Lurking in coffee shops. Hiding in women’s changing rooms. Exposing themselves on airplanes as they make their way from coast to coast traumatizing innocent victims as they go. And to make matters worse each has at least one tiny accomplice.

They’re a shameless, chronically sleep deprived army of topless breastfeeding G cup hippies.

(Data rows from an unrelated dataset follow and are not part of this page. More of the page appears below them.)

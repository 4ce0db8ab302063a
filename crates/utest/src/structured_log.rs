//! Structured JSONL event log for test runs.
//!
//! Provides:
//! - [`LogEntry`]: one JSONL record with required + optional fields.
//! - [`LogEmitter`]: writes records with sequential trace ids.
//! - [`validate_log_line`]: validates a single JSONL line against the schema.
//! - [`validate_log_file`]: validates an entire JSONL file.
//!
//! Events emitted by the runner: `run_start`, `proof_start`, `proof_result`,
//! `proof_uncaught`, `run_end`.

use std::io::Write;
use std::path::Path;
use std::time::{SystemTime, UNIX_EPOCH};

use serde::{Deserialize, Serialize};

// ---------------------------------------------------------------------------
// Log entry
// ---------------------------------------------------------------------------

#[derive(Debug, Clone, Copy, PartialEq, Eq, Serialize, Deserialize)]
#[serde(rename_all = "lowercase")]
pub enum LogLevel {
    Trace,
    Debug,
    Info,
    Warn,
    Error,
    Fatal,
}

/// Proof outcome.
#[derive(Debug, Clone, Copy, PartialEq, Eq, Serialize, Deserialize)]
#[serde(rename_all = "lowercase")]
pub enum Outcome {
    Pass,
    Fail,
    /// An error escaped the proof body and aborted the run.
    Error,
}

/// Required fields: `timestamp`, `trace_id`, `level`, `event`.
#[derive(Debug, Clone, Serialize, Deserialize)]
pub struct LogEntry {
    // Required
    pub timestamp: String,
    pub trace_id: String,
    pub level: LogLevel,
    pub event: String,

    // Optional
    #[serde(skip_serializing_if = "Option::is_none")]
    pub run_id: Option<String>,
    #[serde(skip_serializing_if = "Option::is_none")]
    pub suite: Option<String>,
    #[serde(skip_serializing_if = "Option::is_none")]
    pub proof: Option<String>,
    #[serde(skip_serializing_if = "Option::is_none")]
    pub outcome: Option<Outcome>,
    /// Failures recorded by this proof (or the whole run on `run_end`).
    #[serde(skip_serializing_if = "Option::is_none")]
    pub failure_count: Option<usize>,
    #[serde(skip_serializing_if = "Option::is_none")]
    pub exit_code: Option<i32>,
    #[serde(skip_serializing_if = "Option::is_none")]
    pub duration_ms: Option<u64>,
    #[serde(skip_serializing_if = "Option::is_none")]
    pub details: Option<serde_json::Value>,
}

impl LogEntry {
    /// Create a new log entry with required fields only.
    #[must_use]
    pub fn new(trace_id: impl Into<String>, level: LogLevel, event: impl Into<String>) -> Self {
        Self {
            timestamp: now_utc(),
            trace_id: trace_id.into(),
            level,
            event: event.into(),
            run_id: None,
            suite: None,
            proof: None,
            outcome: None,
            failure_count: None,
            exit_code: None,
            duration_ms: None,
            details: None,
        }
    }

    #[must_use]
    pub fn with_proof(mut self, suite: impl Into<String>, proof: impl Into<String>) -> Self {
        self.suite = Some(suite.into());
        self.proof = Some(proof.into());
        self
    }

    #[must_use]
    pub fn with_outcome(mut self, outcome: Outcome) -> Self {
        self.outcome = Some(outcome);
        self
    }

    #[must_use]
    pub fn with_failure_count(mut self, count: usize) -> Self {
        self.failure_count = Some(count);
        self
    }

    #[must_use]
    pub fn with_exit_code(mut self, exit_code: i32) -> Self {
        self.exit_code = Some(exit_code);
        self
    }

    #[must_use]
    pub fn with_duration_ms(mut self, ms: u64) -> Self {
        self.duration_ms = Some(ms);
        self
    }

    #[must_use]
    pub fn with_details(mut self, details: serde_json::Value) -> Self {
        self.details = Some(details);
        self
    }

    /// Serialize to a single JSONL line (no trailing newline).
    pub fn to_jsonl(&self) -> Result<String, serde_json::Error> {
        serde_json::to_string(self)
    }
}

// ---------------------------------------------------------------------------
// Log emitter
// ---------------------------------------------------------------------------

/// Writes structured JSONL log entries.
pub struct LogEmitter {
    writer: Box<dyn Write + Send>,
    seq: u64,
    run_id: String,
}

impl std::fmt::Debug for LogEmitter {
    fn fmt(&self, f: &mut std::fmt::Formatter<'_>) -> std::fmt::Result {
        f.debug_struct("LogEmitter")
            .field("run_id", &self.run_id)
            .field("seq", &self.seq)
            .finish_non_exhaustive()
    }
}

impl LogEmitter {
    /// Create an emitter that writes to a file, creating parent directories.
    pub fn to_file(path: &Path, run_id: &str) -> std::io::Result<Self> {
        if let Some(parent) = path.parent().filter(|p| !p.as_os_str().is_empty()) {
            std::fs::create_dir_all(parent)?;
        }
        let file = std::fs::File::create(path)?;
        Ok(Self::to_writer(std::io::BufWriter::new(file), run_id))
    }

    #[must_use]
    pub fn to_writer(writer: impl Write + Send + 'static, run_id: &str) -> Self {
        Self {
            writer: Box::new(writer),
            seq: 0,
            run_id: run_id.to_string(),
        }
    }

    #[must_use]
    pub fn run_id(&self) -> &str {
        &self.run_id
    }

    fn next_trace_id(&mut self) -> String {
        self.seq += 1;
        format!("utest::{}::{:03}", self.run_id, self.seq)
    }

    /// Start an entry carrying the next trace id and this emitter's run id.
    pub fn entry(&mut self, level: LogLevel, event: &str) -> LogEntry {
        let mut entry = LogEntry::new(self.next_trace_id(), level, event);
        entry.run_id = Some(self.run_id.clone());
        entry
    }

    /// Emit a log entry with only the required fields filled in.
    pub fn emit(&mut self, level: LogLevel, event: &str) -> std::io::Result<LogEntry> {
        let entry = self.entry(level, event);
        self.emit_entry(entry.clone())?;
        Ok(entry)
    }

    /// Emit a fully-populated log entry.
    pub fn emit_entry(&mut self, mut entry: LogEntry) -> std::io::Result<()> {
        if entry.trace_id.is_empty() {
            entry.trace_id = self.next_trace_id();
        }
        if entry.run_id.is_none() {
            entry.run_id = Some(self.run_id.clone());
        }
        let line = entry.to_jsonl().map_err(std::io::Error::other)?;
        writeln!(self.writer, "{line}")
    }

    pub fn flush(&mut self) -> std::io::Result<()> {
        self.writer.flush()
    }
}

/// Run identifier derived from the process id and the wall clock.
#[must_use]
pub fn new_run_id() -> String {
    let nanos = SystemTime::now()
        .duration_since(UNIX_EPOCH)
        .unwrap_or_default()
        .as_nanos();
    format!("run-{}-{nanos}", std::process::id())
}

// ---------------------------------------------------------------------------
// Validation
// ---------------------------------------------------------------------------

/// Validation error for a log line.
#[derive(Debug)]
pub struct LogValidationError {
    pub line_number: usize,
    pub field: String,
    pub message: String,
}

impl std::fmt::Display for LogValidationError {
    fn fmt(&self, f: &mut std::fmt::Formatter<'_>) -> std::fmt::Result {
        write!(
            f,
            "line {}: field '{}': {}",
            self.line_number, self.field, self.message
        )
    }
}

const KNOWN_EVENTS: [&str; 5] = [
    "run_start",
    "proof_start",
    "proof_result",
    "proof_uncaught",
    "run_end",
];

/// Validate a single JSONL line against the schema.
pub fn validate_log_line(
    line: &str,
    line_number: usize,
) -> Result<LogEntry, Vec<LogValidationError>> {
    let error = |field: &str, message: String| LogValidationError {
        line_number,
        field: field.to_string(),
        message,
    };

    let value: serde_json::Value = match serde_json::from_str(line) {
        Ok(v) => v,
        Err(e) => return Err(vec![error("<json>", format!("invalid JSON: {e}"))]),
    };
    let Some(obj) = value.as_object() else {
        return Err(vec![error("<root>", "expected JSON object".to_string())]);
    };

    let mut errors = Vec::new();
    for field in ["timestamp", "trace_id", "level", "event"] {
        if !obj.contains_key(field) {
            errors.push(error(field, "required field missing".to_string()));
        }
    }

    if let Some(level) = obj.get("level").and_then(|v| v.as_str())
        && !["trace", "debug", "info", "warn", "error", "fatal"].contains(&level)
    {
        errors.push(error("level", format!("invalid level: '{level}'")));
    }

    if let Some(outcome) = obj.get("outcome").and_then(|v| v.as_str())
        && !["pass", "fail", "error"].contains(&outcome)
    {
        errors.push(error("outcome", format!("invalid outcome: '{outcome}'")));
    }

    if let Some(event) = obj.get("event").and_then(|v| v.as_str()) {
        if !KNOWN_EVENTS.contains(&event) {
            errors.push(error("event", format!("unknown event: '{event}'")));
        }
        // Per-proof events must name the proof they describe.
        if event.starts_with("proof_") {
            for field in ["suite", "proof"] {
                if !obj.get(field).is_some_and(serde_json::Value::is_string) {
                    errors.push(error(field, format!("required for '{event}' events")));
                }
            }
        }
        if event == "proof_result" && !obj.contains_key("outcome") {
            errors.push(error(
                "outcome",
                "required for 'proof_result' events".to_string(),
            ));
        }
    }

    if let Some(trace_id) = obj.get("trace_id").and_then(|v| v.as_str())
        && !trace_id.contains("::")
    {
        errors.push(error(
            "trace_id",
            format!("trace_id should follow utest::<run_id>::<seq> format, got: '{trace_id}'"),
        ));
    }

    if !errors.is_empty() {
        return Err(errors);
    }

    serde_json::from_value::<LogEntry>(value).map_err(|e| {
        vec![error(
            "<deserialization>",
            format!("failed to deserialize: {e}"),
        )]
    })
}

/// Validate an entire JSONL file.
///
/// Returns the total line count and any validation errors found.
pub fn validate_log_file(path: &Path) -> Result<(usize, Vec<LogValidationError>), std::io::Error> {
    let content = std::fs::read_to_string(path)?;
    let mut all_errors = Vec::new();
    let mut line_count = 0;

    for (i, line) in content.lines().enumerate() {
        let line = line.trim();
        if line.is_empty() {
            continue;
        }
        line_count += 1;
        if let Err(errs) = validate_log_line(line, i + 1) {
            all_errors.extend(errs);
        }
    }

    Ok((line_count, all_errors))
}

// ---------------------------------------------------------------------------
// Helpers
// ---------------------------------------------------------------------------

fn now_utc() -> String {
    let duration = SystemTime::now()
        .duration_since(UNIX_EPOCH)
        .unwrap_or_default();
    format_utc(duration.as_secs(), duration.subsec_millis())
}

/// RFC 3339 timestamp for `secs` since the Unix epoch.
fn format_utc(secs: u64, millis: u32) -> String {
    let days = secs / 86_400;
    let (year, month, day) = civil_from_days(days);
    format!(
        "{year:04}-{month:02}-{day:02}T{:02}:{:02}:{:02}.{millis:03}Z",
        (secs % 86_400) / 3600,
        (secs % 3600) / 60,
        secs % 60,
    )
}

// Days since 1970-01-01 to a proleptic Gregorian date.
fn civil_from_days(days: u64) -> (u64, u64, u64) {
    let z = days + 719_468;
    let era = z / 146_097;
    let doe = z % 146_097;
    let yoe = (doe - doe / 1460 + doe / 36_524 - doe / 146_096) / 365;
    let doy = doe - (365 * yoe + yoe / 4 - yoe / 100);
    let mp = (5 * doy + 2) / 153;
    let day = doy - (153 * mp + 2) / 5 + 1;
    let month = if mp < 10 { mp + 3 } else { mp - 9 };
    let year = yoe + era * 400 + u64::from(month <= 2);
    (year, month, day)
}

At least that’s what you may believe if you follow mainstream media. Because whenever a mother chooses to follow her instincts and meet her baby’s needs by breastfeeding in public, it seems to cause a stir.

When I first started writing about breastfeeding in public a Facebook post by Ashley Kaidel in which she was nursing her baby in a cafe had just gone viral. The controversy it caused speaks to how sensitive our society has become about breastfeeding in public spaces. It doesn’t take much to push our collective buttons.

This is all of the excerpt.